SUPPLIED RECORDS
//! GPIO adapters.
//!
//! - With `feature = "rpi"`, [`RpiGpio`] drives the Raspberry Pi header
//!   through `rppal`; edge callbacks run on rppal's interrupt thread.
//! - Always available, [`SimGpio`] keeps pin levels in memory.  Inputs are driven
//!   with [`SimGpio::set_input`], which fires watch callbacks like a real
//!   edge would.  Used on development hosts and in tests.

use std::collections::HashMap;
use std::sync::{Arc, Mutex, MutexGuard, PoisonError};

use embedded_hal::digital::PinState;
use log::info;

use crate::app::ports::{EdgeCallback, EdgeTrigger, GpioError, GpioPort, PinMode};

fn lock<T>(m: &Mutex<T>) -> MutexGuard<'_, T> {
    m.lock().unwrap_or_else(PoisonError::into_inner)
}

fn trigger_fires(trigger: EdgeTrigger, from: PinState, to: PinState) -> bool {
    match trigger {
        EdgeTrigger::Both => from != to,
        EdgeTrigger::Rising => from == PinState::Low && to == PinState::High,
        EdgeTrigger::Falling => from == PinState::High && to == PinState::Low,
    }
}

// ── Simulation ────────────────────────────────────────────────

struct SimPin {
    mode: PinMode,
    level: PinState,
    watch: Option<(EdgeTrigger, Arc<EdgeCallback>)>,
}

/// In-memory GPIO.  Every pin starts `Low`: buttons released, echo silent.
#[derive(Default)]
pub struct SimGpio {
    pins: Mutex<HashMap<u8, SimPin>>,
}

impl SimGpio {
    pub fn new() -> Self {
        Self::default()
    }

    /// Drive an input pin from outside, as the wiring would.  Fires the
    /// watch callback (outside the pin lock) when the trigger matches.
    pub fn set_input(&self, pin: u8, level: PinState) {
        let callback = {
            let mut pins = lock(&self.pins);
            let Some(p) = pins.get_mut(&pin) else {
                return;
            };
            if !matches!(p.mode, PinMode::Input(_)) {
                return;
            }
            let from = p.level;
            p.level = level;
            match &p.watch {
                Some((trigger, cb)) if trigger_fires(*trigger, from, level) => Some(Arc::clone(cb)),
                _ => None,
            }
        };
        if let Some(cb) = callback {
            cb(level);
        }
    }

    /// Mode the pin was claimed with, if any.
    pub fn mode(&self, pin: u8) -> Option<PinMode> {
        lock(&self.pins).get(&pin).map(|p| p.mode)
    }

    pub fn is_watched(&self, pin: u8) -> bool {
        lock(&self.pins).get(&pin).is_some_and(|p| p.watch.is_some())
    }
}

impl GpioPort for SimGpio {
    fn configure(&self, pin: u8, mode: PinMode) -> Result<(), GpioError> {
        // BCM numbering on the 40-pin header stops at 27.
        if pin > 27 {
            return Err(GpioError::PinUnavailable(pin));
        }
        lock(&self.pins).insert(
            pin,
            SimPin {
                mode,
                level: PinState::Low,
                watch: None,
            },
        );
        Ok(())
    }

    fn read(&self, pin: u8) -> PinState {
        lock(&self.pins).get(&pin).map_or(PinState::Low, |p| p.level)
    }

    fn write(&self, pin: u8, level: PinState) {
        if let Some(p) = lock(&self.pins).get_mut(&pin) {
            if p.mode == PinMode::Output {
                p.level = level;
            }
        }
    }

    fn watch(&self, pin: u8, trigger: EdgeTrigger, callback: EdgeCallback) -> Result<(), GpioError> {
        let mut pins = lock(&self.pins);
        match pins.get_mut(&pin) {
            Some(p) if matches!(p.mode, PinMode::Input(_)) => {
                p.watch = Some((trigger, Arc::new(callback)));
                Ok(())
            }
            _ => Err(GpioError::NotAnInput(pin)),
        }
    }

    fn release_all(&self) {
        let mut pins = lock(&self.pins);
        info!("gpio(sim): releasing {} pins", pins.len());
        pins.clear();
    }
}

// ── Raspberry Pi ──────────────────────────────────────────────

#[cfg(feature = "rpi")]
pub use rpi::RpiGpio;

#[cfg(feature = "rpi")]
mod rpi {
    use std::collections::HashMap;
    use std::sync::Mutex;

    use embedded_hal::digital::PinState;
    use log::{info, warn};
    use rppal::gpio::{Event, Gpio, InputPin, Level, OutputPin, Trigger};

    use super::lock;
    use crate::app::ports::{EdgeCallback, EdgeTrigger, GpioError, GpioPort, PinMode, Pull};

    enum Claimed {
        Input(InputPin),
        Output(OutputPin),
    }

    fn to_state(level: Level) -> PinState {
        match level {
            Level::High => PinState::High,
            Level::Low => PinState::Low,
        }
    }

    fn to_level(state: PinState) -> Level {
        match state {
            PinState::High => Level::High,
            PinState::Low => Level::Low,
        }
    }

    /// BCM GPIO through `/dev/gpiomem`.  Dropping a claimed pin resets it.
    pub struct RpiGpio {
        gpio: Gpio,
        pins: Mutex<HashMap<u8, Claimed>>,
    }

    impl RpiGpio {
        pub fn new() -> Result<Self, GpioError> {
            let gpio = Gpio::new().map_err(|e| GpioError::Driver(e.to_string()))?;
            info!("gpio(rpi): opened");
            Ok(Self {
                gpio,
                pins: Mutex::new(HashMap::new()),
            })
        }
    }

    impl GpioPort for RpiGpio {
        fn configure(&self, pin: u8, mode: PinMode) -> Result<(), GpioError> {
            let raw = self.gpio.get(pin).map_err(|e| {
                warn!("gpio(rpi): GPIO{}: {}", pin, e);
                GpioError::PinUnavailable(pin)
            })?;
            let claimed = match mode {
                PinMode::Input(Pull::Up) => Claimed::Input(raw.into_input_pullup()),
                PinMode::Input(Pull::Down) => Claimed::Input(raw.into_input_pulldown()),
                PinMode::Input(Pull::Off) => Claimed::Input(raw.into_input()),
                PinMode::Output => Claimed::Output(raw.into_output_low()),
            };
            lock(&self.pins).insert(pin, claimed);
            Ok(())
        }

        fn read(&self, pin: u8) -> PinState {
            match lock(&self.pins).get(&pin) {
                Some(Claimed::Input(p)) => to_state(p.read()),
                Some(Claimed::Output(p)) => PinState::from(p.is_set_high()),
                None => PinState::Low,
            }
        }

        fn write(&self, pin: u8, level: PinState) {
            if let Some(Claimed::Output(p)) = lock(&self.pins).get_mut(&pin) {
                p.write(to_level(level));
            }
        }

        fn watch(
            &self,
            pin: u8,
            trigger: EdgeTrigger,
            callback: EdgeCallback,
        ) -> Result<(), GpioError> {
            let mut pins = lock(&self.pins);
            let Some(Claimed::Input(p)) = pins.get_mut(&pin) else {
                return Err(GpioError::NotAnInput(pin));
            };
            let trigger = match trigger {
                EdgeTrigger::Rising => Trigger::RisingEdge,
                EdgeTrigger::Falling => Trigger::FallingEdge,
                EdgeTrigger::Both => Trigger::Both,
            };
            // Debouncing happens in the domain, so the driver gets none.
            p.set_async_interrupt(trigger, None, move |event: Event| {
                let level = match event.trigger {
                    Trigger::RisingEdge => PinState::High,
                    _ => PinState::Low,
                };
                callback(level);
            })
            .map_err(|e| GpioError::Driver(e.to_string()))
        }

        fn release_all(&self) {
            let mut pins = lock(&self.pins);
            for claimed in pins.values_mut() {
                if let Claimed::Input(p) = claimed {
                    if let Err(e) = p.clear_async_interrupt() {
                        warn!("gpio(rpi): clear interrupt failed: {}", e);
                    }
                }
            }
            info!("gpio(rpi): releasing {} pins", pins.len());
            pins.clear();
        }
    }
}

INSTRUCTIONS FOR THE TASK
Search the data for the word "collections" and copy each line where it appears.

WORKED SOLUTION
use std::collections::HashMap;
    use std::collections::HashMap;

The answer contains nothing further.